Sprechende Gedärme aus Latex, eine Enthauptung im Dienste der Wissenschaft und bulgarisches Joghurt, das ein bisschen unsterblich macht. Ein Besuch in der Werkstatt der Spitzwegeriche.

Vier wunderschöne Gehirne hängen im Atelier herum. Sie sind besser als echt – doppelt so groß, und sie werden Erstaunliches auf der Bühne vollbringen. Hinter dieser besonderen Uraufführung steckt aber auch reichlich echtes Hirnschmalz. Woher kommt der Stücktext? „Wir verwenden beispielsweise Passagen aus dem dystopischen Roman Wir von Ewgeni Samjatin. Aber auch Ausschnitte aus Interviews mit bekannten Posthumanisten. Die sind faktisch, aber so größenwahnsinnig, dass man sie für Fiktion halten möchte“, erklärt Birgit Kellner. Mit Christian Schlechter arbeitet sie im Atelier gerade an den schillernden Figuren für Einfrieren, Hochladen, Weiterleben.: Körperteile, Chromosome, ein abgeschlagener und gefrorener Kopf. In drei Tagen beginnen die Proben, am 25. September ist Premiere.

In einen Kryonik-Behälter passt entweder ein Leib oder fünf Köpfe. 200 000 Dollar kostet es, den ganzen Körper einfrieren zu lassen, 80 000 wenn es nur das Haupt sein soll. Was nach Science Fiction klingt, ist in den USA und Japan längst ein Geschäftsmodell. Die wichtigste Zielgruppe sind reiche, alte, weiße Männer, die nicht sterben wollen. Sie setzen ihre Hoffnungen auf die Zukunft – vielleicht sind Medizin und Technologie eines Tages soweit, sie wieder auferstehen zu lassen. 

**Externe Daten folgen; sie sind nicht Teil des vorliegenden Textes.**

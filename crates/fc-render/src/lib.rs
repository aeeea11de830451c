pub mod hit;
pub mod paint;
pub mod view;

pub use hit::{hit_test, hit_test_screen};
pub use paint::{DisplayList, NodeShape, Primitive, Theme, display_list};
pub use view::{ViewTransform, label_anchor};
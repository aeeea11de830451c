//! The graph store: ordered node and link sequences plus the mutation
//! primitives the editor builds on.
//!
//! Every structural operation either succeeds completely or leaves the graph
//! untouched. Removal hands back everything needed to put the graph back
//! exactly as it was (including sequence positions), which is what the undo
//! log records.

use crate::id::NodeId;
use crate::model::{Category, Link, Node, Pin};
use smallvec::SmallVec;

pub const UNTITLED: &str = "Untitled";

/// A flowchart document: name, nodes, and directed links.
#[derive(Debug, Clone, PartialEq)]
pub struct Graph {
    pub name: String,
    pub nodes: Vec<Node>,
    pub links: Vec<Link>,
}

/// A node taken out of the graph together with its incident links.
/// Indices are the positions the items occupied before removal.
#[derive(Debug, Clone, PartialEq)]
pub struct RemovedNode {
    pub node: Node,
    pub index: usize,
    pub links: SmallVec<[(usize, Link); 4]>,
}

/// Full copy of the node and link sequences (used by delete-all).
#[derive(Debug, Clone, Default, PartialEq)]
pub struct GraphSnapshot {
    pub nodes: Vec<Node>,
    pub links: Vec<Link>,
}

impl Graph {
    #[must_use]
    pub fn new(name: impl Into<String>) -> Self {
        Self {
            name: name.into(),
            nodes: Vec::new(),
            links: Vec::new(),
        }
    }

    // ─── Queries ─────────────────────────────────────────────────────────

    pub fn is_empty(&self) -> bool {
        self.nodes.is_empty()
    }

    pub fn index_of(&self, id: NodeId) -> Option<usize> {
        self.nodes.iter().position(|n| n.id == id)
    }

    pub fn contains(&self, id: NodeId) -> bool {
        self.index_of(id).is_some()
    }

    pub fn node(&self, id: NodeId) -> Option<&Node> {
        self.nodes.iter().find(|n| n.id == id)
    }

    pub fn node_mut(&mut self, id: NodeId) -> Option<&mut Node> {
        self.nodes.iter_mut().find(|n| n.id == id)
    }

    pub fn start_node(&self) -> Option<&Node> {
        self.nodes.iter().find(|n| n.category == Category::Start)
    }

    pub fn selected_node(&self) -> Option<&Node> {
        self.nodes.iter().find(|n| n.selected)
    }

    pub fn last_node(&self) -> Option<&Node> {
        self.nodes.last()
    }

    /// Links with `id` as source or target, in sequence order.
    pub fn incident_links(&self, id: NodeId) -> impl Iterator<Item = &Link> {
        self.links.iter().filter(move |l| l.touches(id))
    }

    // ─── Structural mutations ────────────────────────────────────────────

    /// The id a new node would receive: the node count plus one, bumped past
    /// any surviving node that already holds it.
    pub fn next_node_id(&self) -> NodeId {
        let mut n = self.nodes.len() + 1;
        loop {
            let id = NodeId::ordinal(n);
            if !self.contains(id) {
                return id;
            }
            n += 1;
        }
    }

    /// Append a new node. A second `Start` node is rejected (returns `None`,
    /// graph unchanged).
    pub fn add_node(&mut self, category: Category, content: impl Into<String>) -> Option<NodeId> {
        if category == Category::Start && self.start_node().is_some() {
            log::debug!("add_node rejected: graph already has a Start node");
            return None;
        }
        let id = self.next_node_id();
        self.nodes.push(Node::new(id, category, content));
        Some(id)
    }

    /// Append a link. Returns its index, or `None` if an endpoint is missing.
    pub fn add_link(&mut self, source: NodeId, target: NodeId) -> Option<usize> {
        if !self.contains(source) || !self.contains(target) {
            log::debug!("add_link rejected: {source} -> {target} has a missing endpoint");
            return None;
        }
        self.links.push(Link::new(source, target));
        Some(self.links.len() - 1)
    }

    pub fn remove_link_at(&mut self, index: usize) -> Option<Link> {
        (index < self.links.len()).then(|| self.links.remove(index))
    }

    /// Remove a node and, in the same step, every link touching it.
    pub fn remove_node(&mut self, id: NodeId) -> Option<RemovedNode> {
        let index = self.index_of(id)?;
        let node = self.nodes.remove(index);

        let mut links = SmallVec::new();
        let mut kept = Vec::with_capacity(self.links.len());
        for (i, link) in self.links.drain(..).enumerate() {
            if link.touches(id) {
                links.push((i, link));
            } else {
                kept.push(link);
            }
        }
        self.links = kept;

        Some(RemovedNode { node, index, links })
    }

    /// Exact inverse of [`Graph::remove_node`].
    pub fn restore_node(&mut self, removed: RemovedNode) {
        let index = removed.index.min(self.nodes.len());
        self.nodes.insert(index, removed.node);
        // Ascending order reproduces the original positions.
        for (i, link) in removed.links {
            let i = i.min(self.links.len());
            self.links.insert(i, link);
        }
    }

    /// Clear both sequences, returning what was there.
    pub fn delete_all(&mut self) -> GraphSnapshot {
        GraphSnapshot {
            nodes: std::mem::take(&mut self.nodes),
            links: std::mem::take(&mut self.links),
        }
    }

    pub fn restore(&mut self, snapshot: GraphSnapshot) {
        self.nodes = snapshot.nodes;
        self.links = snapshot.links;
    }

    // ─── In-place edits (not undoable) ───────────────────────────────────

    pub fn rename_node(&mut self, id: NodeId, text: impl Into<String>) -> bool {
        match self.node_mut(id) {
            Some(node) => {
                node.content = text.into();
                true
            }
            None => false,
        }
    }

    pub fn rename_graph(&mut self, text: impl Into<String>) {
        self.name = text.into();
    }

    /// Mark `id` as the pending link source, unmarking any other node.
    pub fn set_selected(&mut self, id: NodeId, selected: bool) -> bool {
        if !self.contains(id) {
            return false;
        }
        for node in &mut self.nodes {
            node.selected = if node.id == id {
                selected
            } else {
                node.selected && !selected
            };
        }
        true
    }

    pub fn clear_selection(&mut self) {
        for node in &mut self.nodes {
            node.selected = false;
        }
    }

    /// Hand position ownership to the caller.
    pub fn pin(&mut self, id: NodeId, x: f32, y: f32) -> bool {
        match self.node_mut(id) {
            Some(node) => {
                node.pin = Some(Pin { x, y });
                true
            }
            None => false,
        }
    }

    /// Give position ownership back to the simulation.
    pub fn unpin(&mut self, id: NodeId) -> bool {
        match self.node_mut(id) {
            Some(node) => {
                node.pin = None;
                true
            }
            None => false,
        }
    }
}

impl Default for Graph {
    fn default() -> Self {
        Self::new(UNTITLED)
    }
}

#[cfg(test)]
mod tests {
    use super::*;
    use pretty_assertions::assert_eq;

    fn id(s: &str) -> NodeId {
        NodeId::intern(s)
    }

    #[test]
    fn ids_follow_node_count() {
        let mut g = Graph::default();
        assert_eq!(g.add_node(Category::Start, "Begin"), Some(id("1")));
        assert_eq!(g.add_node(Category::Verb, "Do"), Some(id("2")));
        assert_eq!(g.add_node(Category::End, "Stop"), Some(id("3")));
    }

    #[test]
    fn id_allocation_skips_surviving_ids() {
        let mut g = Graph::default();
        g.add_node(Category::New, "a");
        g.add_node(Category::New, "b");
        g.add_node(Category::New, "c");
        g.remove_node(id("1"));
        // len + 1 == 3 is still taken by "c".
        assert_eq!(g.add_node(Category::New, "d"), Some(id("4")));
    }

    #[test]
    fn second_start_is_a_noop() {
        let mut g = Graph::default();
        g.add_node(Category::Start, "Begin");
        let before = g.clone();
        assert_eq!(g.add_node(Category::Start, "Again"), None);
        assert_eq!(g, before);
    }

    #[test]
    fn links_to_missing_nodes_are_rejected() {
        let mut g = Graph::default();
        let a = g.add_node(Category::Verb, "a").unwrap();
        assert_eq!(g.add_link(a, id("nope")), None);
        assert!(g.links.is_empty());
        // Self-loops are allowed.
        assert_eq!(g.add_link(a, a), Some(0));
    }

    #[test]
    fn remove_then_restore_is_exact() {
        let mut g = Graph::default();
        let a = g.add_node(Category::Start, "a").unwrap();
        let b = g.add_node(Category::Verb, "b").unwrap();
        let c = g.add_node(Category::End, "c").unwrap();
        g.add_link(a, b);
        g.add_link(b, c);
        g.add_link(a, c);
        g.add_link(c, b);
        let before = g.clone();

        let removed = g.remove_node(b).unwrap();
        assert_eq!(removed.index, 1);
        assert_eq!(removed.links.len(), 3);
        assert!(g.links.iter().all(|l| !l.touches(b)));

        g.restore_node(removed);
        assert_eq!(g, before);
    }

    #[test]
    fn delete_all_roundtrip() {
        let mut g = Graph::default();
        let a = g.add_node(Category::Start, "a").unwrap();
        let b = g.add_node(Category::Verb, "b").unwrap();
        g.add_link(a, b);
        let before = g.clone();

        let snap = g.delete_all();
        assert!(g.nodes.is_empty() && g.links.is_empty());
        g.restore(snap);
        assert_eq!(g, before);
    }

    #[test]
    fn selection_is_exclusive() {
        let mut g = Graph::default();
        let a = g.add_node(Category::Verb, "a").unwrap();
        let b = g.add_node(Category::Verb, "b").unwrap();
        g.set_selected(a, true);
        g.set_selected(b, true);
        let selected: Vec<_> = g.nodes.iter().filter(|n| n.selected).map(|n| n.id).collect();
        assert_eq!(selected, vec![b]);
        g.set_selected(b, false);
        assert!(g.selected_node().is_none());
    }

    #[test]
    fn rename_and_pin() {
        let mut g = Graph::default();
        let a = g.add_node(Category::Decision, "?").unwrap();
        assert!(g.rename_node(a, "ok?"));
        assert!(!g.rename_node(id("zz"), "x"));
        g.rename_graph("Flow");
        assert_eq!(g.name, "Flow");
        assert_eq!(g.node(a).unwrap().content, "ok?");

        g.pin(a, 1.0, 2.0);
        assert_eq!(g.node(a).unwrap().pin, Some(Pin { x: 1.0, y: 2.0 }));
        g.unpin(a);
        assert!(!g.node(a).unwrap().is_pinned());
    }
}
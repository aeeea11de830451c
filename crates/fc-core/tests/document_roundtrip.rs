//! Integration tests: export → import preserves the logical document.

use fc_core::{Category, Graph, Link, NodeId, Simulation, export_json, import_json};
use pretty_assertions::assert_eq;

fn sorted_links(graph: &Graph) -> Vec<(String, String)> {
    let mut pairs: Vec<_> = graph
        .links
        .iter()
        .map(|l| (l.source.to_string(), l.target.to_string()))
        .collect();
    pairs.sort();
    pairs
}

#[test]
fn fixture_survives_export_import() {
    let original = import_json(include_str!("fixtures/checkout.json")).unwrap();
    let reimported = import_json(&export_json(&original)).unwrap();

    assert_eq!(reimported.name, "Checkout");
    let records = |g: &Graph| -> Vec<(NodeId, Category, String)> {
        g.nodes
            .iter()
            .map(|n| (n.id, n.category, n.content.clone()))
            .collect()
    };
    assert_eq!(records(&reimported), records(&original));
    assert_eq!(sorted_links(&reimported), sorted_links(&original));
}

#[test]
fn edited_graph_roundtrip_ignores_layout_state() {
    let mut graph = Graph::new("Edited");
    let a = graph.add_node(Category::Start, "Begin").unwrap();
    let b = graph.add_node(Category::Decision, "ok?").unwrap();
    let c = graph.add_node(Category::End, "Stop").unwrap();
    graph.add_link(a, b);
    graph.add_link(b, c);
    graph.add_link(b, b);
    graph.add_link(a, b);
    graph.remove_node(c);
    graph.rename_node(b, "still ok?");

    let mut sim = Simulation::default();
    sim.reseed(&mut graph);
    sim.run(&mut graph, 50);
    graph.pin(a, 5.0, 5.0);

    let back = import_json(&export_json(&graph)).unwrap();
    assert_eq!(back.name, "Edited");
    assert_eq!(back.nodes.len(), 2);
    assert_eq!(back.node(b).unwrap().content, "still ok?");
    assert!(back.nodes.iter().all(|n| !n.placed && n.pin.is_none()));
    assert_eq!(
        back.links,
        vec![Link::new(a, b), Link::new(b, b), Link::new(a, b)]
    );
}

#[test]
fn export_is_stable_json() {
    let graph = import_json(include_str!("fixtures/checkout.json")).unwrap();
    let once = export_json(&graph);
    let twice = export_json(&import_json(&once).unwrap());
    assert_eq!(once, twice);
}
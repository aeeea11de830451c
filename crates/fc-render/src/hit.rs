//! Hit testing: point → node lookup.
//!
//! Walks nodes in reverse paint order (last drawn = topmost) and tests each
//! category outline, so clicks on a diamond's empty corner miss it.

use crate::paint::NodeShape;
use crate::view::ViewTransform;
use fc_core::Graph;
use fc_core::id::NodeId;
use kurbo::Point;

/// Find the topmost node at `world`. Returns `None` on empty canvas.
pub fn hit_test(graph: &Graph, world: Point) -> Option<NodeId> {
    graph
        .nodes
        .iter()
        .rev()
        .find(|node| NodeShape::for_node(node).contains(world))
        .map(|node| node.id)
}

/// [`hit_test`] for a point in canvas pixels.
pub fn hit_test_screen(graph: &Graph, view: &ViewTransform, screen: Point) -> Option<NodeId> {
    hit_test(graph, view.screen_to_world(screen))
}
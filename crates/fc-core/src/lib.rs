pub mod document;
pub mod graph;
pub mod id;
pub mod layout;
pub mod model;

pub use document::{Document, ImportError, export_json, import_json};
pub use graph::{Graph, GraphSnapshot, RemovedNode};
pub use id::NodeId;
pub use layout::{LayoutConfig, Simulation, Viewport};
pub use model::*;
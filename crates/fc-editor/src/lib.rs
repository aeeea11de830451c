pub mod commands;
pub mod controller;
pub mod input;
pub mod shortcuts;
pub mod sync;
pub mod tools;

pub use controller::{Editor, EditorConfig, KeyOutcome};
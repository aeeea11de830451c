//! WASM bridge for FC: exposes the flowchart editor to JavaScript.
//!
//! Compiled via `wasm-pack build --target web`. The page owns the toolbar,
//! the title input and the label overlay; everything else goes through
//! [`FlowCanvas`].

mod render2d;

use fc_core::id::NodeId;
use fc_core::{Category, Viewport};
use fc_editor::input::Modifiers;
use fc_editor::shortcuts::ShortcutAction;
use fc_editor::tools::ToolKind;
use fc_editor::{Editor, EditorConfig};
use fc_render::{Theme, ViewTransform, display_list, hit_test_screen, label_anchor};
use kurbo::{Point, Vec2};
use wasm_bindgen::prelude::*;
use web_sys::CanvasRenderingContext2d;

/// The main WASM-facing canvas controller.
///
/// Pointer coordinates are canvas pixels; the bridge converts them to world
/// space through the view transform before the editor sees them.
#[wasm_bindgen]
pub struct FlowCanvas {
    editor: Editor,
    view: ViewTransform,
    theme: Theme,
    width: f64,
    height: f64,
    /// Last pointer position of a background pan.
    pan_from: Option<Point>,
}

#[wasm_bindgen]
impl FlowCanvas {
    #[wasm_bindgen(constructor)]
    pub fn new(width: f64, height: f64) -> Self {
        console_error_panic_hook_setup();

        Self {
            editor: Editor::new(EditorConfig::default(), viewport(width, height)),
            view: ViewTransform::default(),
            theme: Theme::default(),
            width,
            height,
            pan_from: None,
        }
    }

    pub fn resize(&mut self, width: f64, height: f64) {
        self.width = width;
        self.height = height;
        self.editor.set_viewport(viewport(width, height));
    }

    // ─── Frame loop ──────────────────────────────────────────────────────

    /// Advance the layout one step. Returns `true` while it is settling,
    /// i.e. while the page should keep requesting frames.
    pub fn tick(&mut self) -> bool {
        self.editor.tick()
    }

    pub fn is_settling(&self) -> bool {
        self.editor.is_settling()
    }

    pub fn render(&self, ctx: &CanvasRenderingContext2d) {
        let list = display_list(self.editor.graph(), &self.view, &self.theme);
        render2d::render_display_list(ctx, &list, self.width, self.height);
    }

    // ─── Pointer ─────────────────────────────────────────────────────────

    /// Returns `true` if a redraw is needed.
    pub fn handle_pointer_down(&mut self, x: f64, y: f64) -> bool {
        let screen = Point::new(x, y);
        let hit = hit_test_screen(self.editor.graph(), &self.view, screen);
        if hit.is_none() {
            self.pan_from = Some(screen);
        }
        let world = self.view.screen_to_world(screen);
        self.editor.pointer_down(world.x as f32, world.y as f32, hit)
    }

    pub fn handle_pointer_move(&mut self, x: f64, y: f64) -> bool {
        let screen = Point::new(x, y);
        if let Some(from) = self.pan_from {
            self.pan_from = Some(screen);
            self.view.pan_by(screen - from);
            return true;
        }
        let world = self.view.screen_to_world(screen);
        self.editor.pointer_move(world.x as f32, world.y as f32)
    }

    pub fn handle_pointer_up(&mut self, x: f64, y: f64) -> bool {
        if self.pan_from.take().is_some() {
            return false;
        }
        let world = self.view.screen_to_world(Point::new(x, y));
        self.editor.pointer_up(world.x as f32, world.y as f32)
    }

    /// Mouse-wheel zoom around the pointer.
    pub fn wheel(&mut self, delta_y: f64, x: f64, y: f64) {
        self.view.wheel(delta_y, Point::new(x, y));
    }

    // ─── Keyboard ────────────────────────────────────────────────────────

    /// Handle a keyboard event. `text_focus` is true while a page input
    /// (the title field) has focus. Returns a JSON string:
    /// `{"changed":bool, "action":"<action_name>", "tool":"<tool_name>"}`.
    pub fn handle_key(
        &mut self,
        key: &str,
        ctrl: bool,
        shift: bool,
        alt: bool,
        meta: bool,
        text_focus: bool,
    ) -> String {
        let mods = Modifiers {
            shift,
            ctrl,
            alt,
            meta,
        };
        let Some(outcome) = self.editor.handle_key(key, mods, text_focus) else {
            return r#"{"changed":false,"action":"none","tool":""}"#.to_string();
        };
        let before = self.view;
        match outcome.action {
            ShortcutAction::ZoomIn => self.zoom_in(),
            ShortcutAction::ZoomOut => self.zoom_out(),
            ShortcutAction::Home => self.home(),
            _ => {}
        }
        let changed = outcome.changed || self.view != before;
        serde_json::json!({
            "changed": changed,
            "action": outcome.action.name(),
            "tool": self.tool_name(),
        })
        .to_string()
    }

    // ─── Tools ───────────────────────────────────────────────────────────

    /// Activate `"pencil"`, `"eraser"`, or no tool (any other name).
    pub fn set_tool(&mut self, name: &str) {
        self.editor.set_tool(ToolKind::from_name(name));
    }

    /// Toggle a tool; returns whether it is active afterwards.
    pub fn toggle_tool(&mut self, name: &str) -> bool {
        match ToolKind::from_name(name) {
            Some(tool) => self.editor.toggle_tool(tool),
            None => false,
        }
    }

    pub fn tool_name(&self) -> String {
        self.editor
            .active_tool()
            .map(ToolKind::name)
            .unwrap_or("")
            .to_string()
    }

    // ─── Toolbar ─────────────────────────────────────────────────────────

    /// Add a node by category name. Returns its id, or `""` if rejected.
    pub fn add_node(&mut self, category: &str) -> String {
        match Category::from_name(category) {
            Some(category) => self.add(category),
            None => String::new(),
        }
    }

    pub fn add_start(&mut self) -> String {
        self.add(Category::Start)
    }

    pub fn add_decision(&mut self) -> String {
        self.add(Category::Decision)
    }

    pub fn add_verb(&mut self) -> String {
        self.add(Category::Verb)
    }

    pub fn add_action(&mut self) -> String {
        self.add(Category::Action)
    }

    pub fn add_end(&mut self) -> String {
        self.add(Category::End)
    }

    pub fn add_new(&mut self) -> String {
        self.add(Category::New)
    }

    pub fn undo(&mut self) -> bool {
        self.editor.undo().is_some()
    }

    pub fn can_undo(&self) -> bool {
        self.editor.can_undo()
    }

    pub fn delete_all(&mut self) -> bool {
        self.editor.delete_all()
    }

    pub fn rename_graph(&mut self, name: &str) -> bool {
        self.editor.rename_graph(name)
    }

    pub fn graph_name(&self) -> String {
        self.editor.graph().name.clone()
    }

    // ─── Persistence ─────────────────────────────────────────────────────

    /// Replace the chart with a JSON document. On failure the user is
    /// alerted, the chart is left as it was, and `false` is returned.
    pub fn import_json(&mut self, text: &str) -> bool {
        match self.editor.import_json(text) {
            Ok(()) => {
                self.home();
                true
            }
            Err(err) => {
                alert(&format!("Could not load flowchart: {err}"));
                false
            }
        }
    }

    pub fn export_json(&self) -> String {
        self.editor.export_json()
    }

    // ─── Label overlay ───────────────────────────────────────────────────

    pub fn set_draft(&mut self, text: &str) -> bool {
        self.editor.set_draft(text)
    }

    pub fn commit_text(&mut self) -> bool {
        self.editor.commit_text()
    }

    pub fn cancel_text(&mut self) -> bool {
        self.editor.cancel_text()
    }

    /// Where to show the label input. Returns JSON:
    /// `{"open":true,"id":"3","x":..,"y":..,"draft":".."}` or `{"open":false}`.
    pub fn edit_overlay(&self) -> String {
        let Some((id, draft)) = self.editor.edit_target() else {
            return r#"{"open":false}"#.to_string();
        };
        let Some(anchor) = label_anchor(self.editor.graph(), &self.view, id) else {
            return r#"{"open":false}"#.to_string();
        };
        serde_json::json!({
            "open": true,
            "id": id.as_str(),
            "x": anchor.x,
            "y": anchor.y,
            "draft": draft,
        })
        .to_string()
    }

    // ─── View ────────────────────────────────────────────────────────────

    pub fn zoom_in(&mut self) {
        self.view.zoom_in(self.viewport());
    }

    pub fn zoom_out(&mut self) {
        self.view.zoom_out(self.viewport());
    }

    pub fn home(&mut self) {
        self.view.home(self.editor.graph(), self.viewport());
    }

    pub fn pan(&mut self, dx: f64, dy: f64) {
        self.view.pan_by(Vec2::new(dx, dy));
    }

    pub fn zoom_level(&self) -> f64 {
        self.view.scale()
    }

    /// Id of the node under a canvas point, or `""`.
    pub fn node_at(&self, x: f64, y: f64) -> String {
        hit_test_screen(self.editor.graph(), &self.view, Point::new(x, y))
            .map(|id| id.as_str().to_string())
            .unwrap_or_default()
    }
}

impl FlowCanvas {
    fn add(&mut self, category: Category) -> String {
        self.editor
            .add_node(category)
            .map(|id: NodeId| id.as_str().to_string())
            .unwrap_or_default()
    }

    fn viewport(&self) -> Viewport {
        viewport(self.width, self.height)
    }
}

fn viewport(width: f64, height: f64) -> Viewport {
    Viewport {
        width: width as f32,
        height: height as f32,
    }
}

fn alert(message: &str) {
    log::warn!("{message}");
    #[cfg(target_arch = "wasm32")]
    if let Some(window) = web_sys::window() {
        let _ = window.alert_with_message(message);
    }
}

// ─── Panic hook for WASM debugging ───────────────────────────────────────

fn console_error_panic_hook_setup() {
    #[cfg(target_arch = "wasm32")]
    {
        use std::sync::Once;
        static SET_HOOK: Once = Once::new();
        SET_HOOK.call_once(|| {
            std::panic::set_hook(Box::new(|info| {
                let msg = format!("FC WASM panic: {info}");
                web_sys::console::error_1(&msg.into());
            }));
        });
    }
}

Eine andere Phantasie zum Thema Unsterblichkeit ist das Hochladen des menschlichen Bewusstseins in die Cloud. Einige Unternehmen im Silicon Valley sind auf entsprechende Forschung spezialisiert. Wo früher nur die Religion herhalten konnte, macht heute auch die Technologie Versprechungen. Gestern der Himmel, heute die Cloud? Das Bild ist ähnlich, der Inhalt auch – es geht um Glaube, Hoffnung und Größenwahn.

In acht Kapiteln wird die Gruppe Spitzwegerich von diesen Träumen und Transformationen erzählen. Wie bei Welcome to the insects bespielen Kellner und Schlechter mit ihren Figuren die Bühne des Schubert Theaters, gemeinsam mit Schauspieler Simon Dietersdorfer und Musiker Manfred Engelmayr. Die Musik greift abstrakte Ideen von der Unsterblichkeit auf – da lässt sich etwa mit der Shepard-Skala spielen, einer akustischen Illusion, die unseren Ohren eine unendlich ansteigende Tonskala vorgaukelt. Im Universum von Einfrieren, Hochladen, Weiterleben. ist außerdem Platz für wissenschaftliche Experimente, Mythen und historische Kuriositäten – wie das klassische Amputationsexperiment (Wurm wird zerschnitten, Wurm wächst nach), den riesigen Hype um bulgarischen, lebensverlängernden Joghurt im Jahre 1908 und einen gewissen Mondhasen, der das Elixier der Unsterblichkeit rührt. 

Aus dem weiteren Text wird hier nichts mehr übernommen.